Start of Record extracts

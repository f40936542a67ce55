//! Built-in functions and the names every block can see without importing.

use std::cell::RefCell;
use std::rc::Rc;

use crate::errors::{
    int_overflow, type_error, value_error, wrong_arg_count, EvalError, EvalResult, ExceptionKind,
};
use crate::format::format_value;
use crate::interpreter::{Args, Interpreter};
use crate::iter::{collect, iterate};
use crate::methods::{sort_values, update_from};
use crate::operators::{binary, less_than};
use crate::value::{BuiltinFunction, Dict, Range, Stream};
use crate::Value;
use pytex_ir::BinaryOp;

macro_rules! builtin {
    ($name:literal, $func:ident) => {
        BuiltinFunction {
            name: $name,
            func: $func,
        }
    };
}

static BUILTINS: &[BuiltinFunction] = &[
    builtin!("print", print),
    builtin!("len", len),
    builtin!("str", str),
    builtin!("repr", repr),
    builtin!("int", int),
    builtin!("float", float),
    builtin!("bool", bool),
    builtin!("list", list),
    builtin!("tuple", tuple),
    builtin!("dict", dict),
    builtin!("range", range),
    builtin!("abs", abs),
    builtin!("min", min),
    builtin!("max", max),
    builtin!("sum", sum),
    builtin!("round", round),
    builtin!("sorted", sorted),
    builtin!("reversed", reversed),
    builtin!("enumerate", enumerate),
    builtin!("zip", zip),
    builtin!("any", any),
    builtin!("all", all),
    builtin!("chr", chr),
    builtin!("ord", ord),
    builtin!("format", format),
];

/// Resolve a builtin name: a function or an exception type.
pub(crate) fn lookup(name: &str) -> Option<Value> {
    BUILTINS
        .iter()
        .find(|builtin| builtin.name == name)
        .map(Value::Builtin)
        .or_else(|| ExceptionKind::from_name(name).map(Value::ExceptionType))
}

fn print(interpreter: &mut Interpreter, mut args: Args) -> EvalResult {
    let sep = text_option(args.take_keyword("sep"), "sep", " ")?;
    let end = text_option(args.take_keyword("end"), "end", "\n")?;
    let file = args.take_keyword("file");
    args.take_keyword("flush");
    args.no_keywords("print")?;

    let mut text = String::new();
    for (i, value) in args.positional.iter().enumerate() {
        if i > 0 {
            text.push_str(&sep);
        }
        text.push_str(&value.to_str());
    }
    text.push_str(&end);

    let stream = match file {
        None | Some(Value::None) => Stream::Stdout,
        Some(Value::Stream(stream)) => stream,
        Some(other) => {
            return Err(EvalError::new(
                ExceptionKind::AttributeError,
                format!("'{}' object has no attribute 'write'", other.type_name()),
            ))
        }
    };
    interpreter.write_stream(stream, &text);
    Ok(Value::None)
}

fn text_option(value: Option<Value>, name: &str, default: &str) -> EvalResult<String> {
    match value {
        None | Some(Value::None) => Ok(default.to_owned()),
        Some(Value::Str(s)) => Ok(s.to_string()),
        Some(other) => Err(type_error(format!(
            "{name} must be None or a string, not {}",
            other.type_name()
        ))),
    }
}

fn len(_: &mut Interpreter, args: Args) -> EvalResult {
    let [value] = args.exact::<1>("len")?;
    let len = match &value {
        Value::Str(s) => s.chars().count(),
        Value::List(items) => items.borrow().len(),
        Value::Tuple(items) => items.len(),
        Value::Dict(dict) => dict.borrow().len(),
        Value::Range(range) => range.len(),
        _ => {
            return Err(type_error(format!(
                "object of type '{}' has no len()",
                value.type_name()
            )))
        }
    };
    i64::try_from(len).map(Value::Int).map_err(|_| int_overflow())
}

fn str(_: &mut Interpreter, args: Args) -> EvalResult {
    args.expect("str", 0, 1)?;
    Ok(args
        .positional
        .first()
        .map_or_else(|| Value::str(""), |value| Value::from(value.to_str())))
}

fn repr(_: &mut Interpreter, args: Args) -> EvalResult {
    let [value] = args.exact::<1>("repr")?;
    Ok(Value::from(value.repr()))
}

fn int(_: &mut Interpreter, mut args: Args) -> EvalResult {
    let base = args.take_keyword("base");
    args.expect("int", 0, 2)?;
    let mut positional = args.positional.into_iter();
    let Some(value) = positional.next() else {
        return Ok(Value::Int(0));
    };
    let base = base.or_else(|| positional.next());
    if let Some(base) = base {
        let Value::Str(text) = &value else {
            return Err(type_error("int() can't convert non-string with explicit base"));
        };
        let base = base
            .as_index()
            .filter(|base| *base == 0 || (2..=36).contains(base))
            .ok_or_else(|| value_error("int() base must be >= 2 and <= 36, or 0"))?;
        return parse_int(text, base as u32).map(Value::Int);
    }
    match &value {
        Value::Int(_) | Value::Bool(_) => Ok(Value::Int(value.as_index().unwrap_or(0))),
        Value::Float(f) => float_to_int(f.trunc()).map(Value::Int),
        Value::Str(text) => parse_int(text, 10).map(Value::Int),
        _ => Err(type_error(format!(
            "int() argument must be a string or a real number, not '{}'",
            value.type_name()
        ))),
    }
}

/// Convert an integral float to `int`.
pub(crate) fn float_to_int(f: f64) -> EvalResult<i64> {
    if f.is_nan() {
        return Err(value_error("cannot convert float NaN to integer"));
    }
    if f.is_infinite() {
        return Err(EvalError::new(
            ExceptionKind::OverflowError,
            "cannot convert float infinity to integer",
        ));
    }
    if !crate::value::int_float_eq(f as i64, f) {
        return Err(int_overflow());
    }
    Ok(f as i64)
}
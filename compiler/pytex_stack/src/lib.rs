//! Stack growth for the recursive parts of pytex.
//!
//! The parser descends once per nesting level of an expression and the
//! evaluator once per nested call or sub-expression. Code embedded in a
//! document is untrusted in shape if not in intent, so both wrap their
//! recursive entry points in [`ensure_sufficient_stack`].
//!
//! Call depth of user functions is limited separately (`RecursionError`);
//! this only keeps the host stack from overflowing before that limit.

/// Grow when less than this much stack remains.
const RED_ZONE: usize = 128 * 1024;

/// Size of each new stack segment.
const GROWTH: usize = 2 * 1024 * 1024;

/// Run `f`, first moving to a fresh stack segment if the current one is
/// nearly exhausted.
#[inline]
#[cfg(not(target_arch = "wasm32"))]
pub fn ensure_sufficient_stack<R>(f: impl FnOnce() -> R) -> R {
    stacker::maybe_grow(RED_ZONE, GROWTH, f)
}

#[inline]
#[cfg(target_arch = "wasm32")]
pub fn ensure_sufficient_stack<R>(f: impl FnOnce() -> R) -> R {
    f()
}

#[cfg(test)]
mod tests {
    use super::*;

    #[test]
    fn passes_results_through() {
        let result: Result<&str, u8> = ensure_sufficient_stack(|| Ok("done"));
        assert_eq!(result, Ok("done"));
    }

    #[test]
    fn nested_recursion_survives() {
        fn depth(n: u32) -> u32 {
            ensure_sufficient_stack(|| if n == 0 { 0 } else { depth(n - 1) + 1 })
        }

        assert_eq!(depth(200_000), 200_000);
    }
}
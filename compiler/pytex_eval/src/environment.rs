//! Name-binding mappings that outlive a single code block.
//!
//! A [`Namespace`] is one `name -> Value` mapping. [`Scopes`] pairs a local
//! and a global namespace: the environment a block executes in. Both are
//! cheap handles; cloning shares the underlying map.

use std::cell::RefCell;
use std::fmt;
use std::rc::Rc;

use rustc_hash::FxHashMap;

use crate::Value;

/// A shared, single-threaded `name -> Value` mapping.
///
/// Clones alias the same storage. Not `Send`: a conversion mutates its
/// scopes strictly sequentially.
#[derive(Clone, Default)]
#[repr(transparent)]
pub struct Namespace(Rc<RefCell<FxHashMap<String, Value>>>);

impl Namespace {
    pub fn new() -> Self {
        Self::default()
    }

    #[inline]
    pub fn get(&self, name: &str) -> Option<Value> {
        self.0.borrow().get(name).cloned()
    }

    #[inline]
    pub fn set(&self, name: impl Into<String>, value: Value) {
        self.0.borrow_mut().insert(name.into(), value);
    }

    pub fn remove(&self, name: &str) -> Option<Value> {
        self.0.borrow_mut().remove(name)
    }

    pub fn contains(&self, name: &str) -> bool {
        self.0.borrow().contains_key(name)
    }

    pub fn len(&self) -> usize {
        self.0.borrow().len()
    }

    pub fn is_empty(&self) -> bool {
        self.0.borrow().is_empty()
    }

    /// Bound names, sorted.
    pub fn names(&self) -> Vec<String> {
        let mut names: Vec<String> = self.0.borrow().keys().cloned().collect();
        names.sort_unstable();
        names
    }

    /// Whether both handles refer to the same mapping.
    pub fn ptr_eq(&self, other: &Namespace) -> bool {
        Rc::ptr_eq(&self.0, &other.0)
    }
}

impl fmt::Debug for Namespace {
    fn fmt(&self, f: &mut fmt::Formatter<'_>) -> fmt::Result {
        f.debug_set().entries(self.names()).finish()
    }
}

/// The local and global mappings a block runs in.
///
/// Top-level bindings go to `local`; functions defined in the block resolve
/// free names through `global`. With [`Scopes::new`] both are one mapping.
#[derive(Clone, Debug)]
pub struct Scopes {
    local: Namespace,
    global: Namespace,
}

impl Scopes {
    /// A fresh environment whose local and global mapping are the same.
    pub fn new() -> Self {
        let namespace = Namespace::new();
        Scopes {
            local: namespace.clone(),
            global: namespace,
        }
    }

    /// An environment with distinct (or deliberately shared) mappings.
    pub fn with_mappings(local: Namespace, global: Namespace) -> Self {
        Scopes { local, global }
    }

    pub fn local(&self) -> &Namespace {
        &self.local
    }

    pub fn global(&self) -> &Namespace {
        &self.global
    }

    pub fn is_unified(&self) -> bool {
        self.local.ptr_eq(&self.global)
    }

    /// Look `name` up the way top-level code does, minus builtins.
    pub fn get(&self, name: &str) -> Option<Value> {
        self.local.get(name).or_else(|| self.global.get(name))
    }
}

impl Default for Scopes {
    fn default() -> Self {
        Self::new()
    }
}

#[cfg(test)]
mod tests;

End of Record extracts

== Task statement ==
For this exercise, work out how many lines in the material include "cloned", and give only the number.

== Result ==
2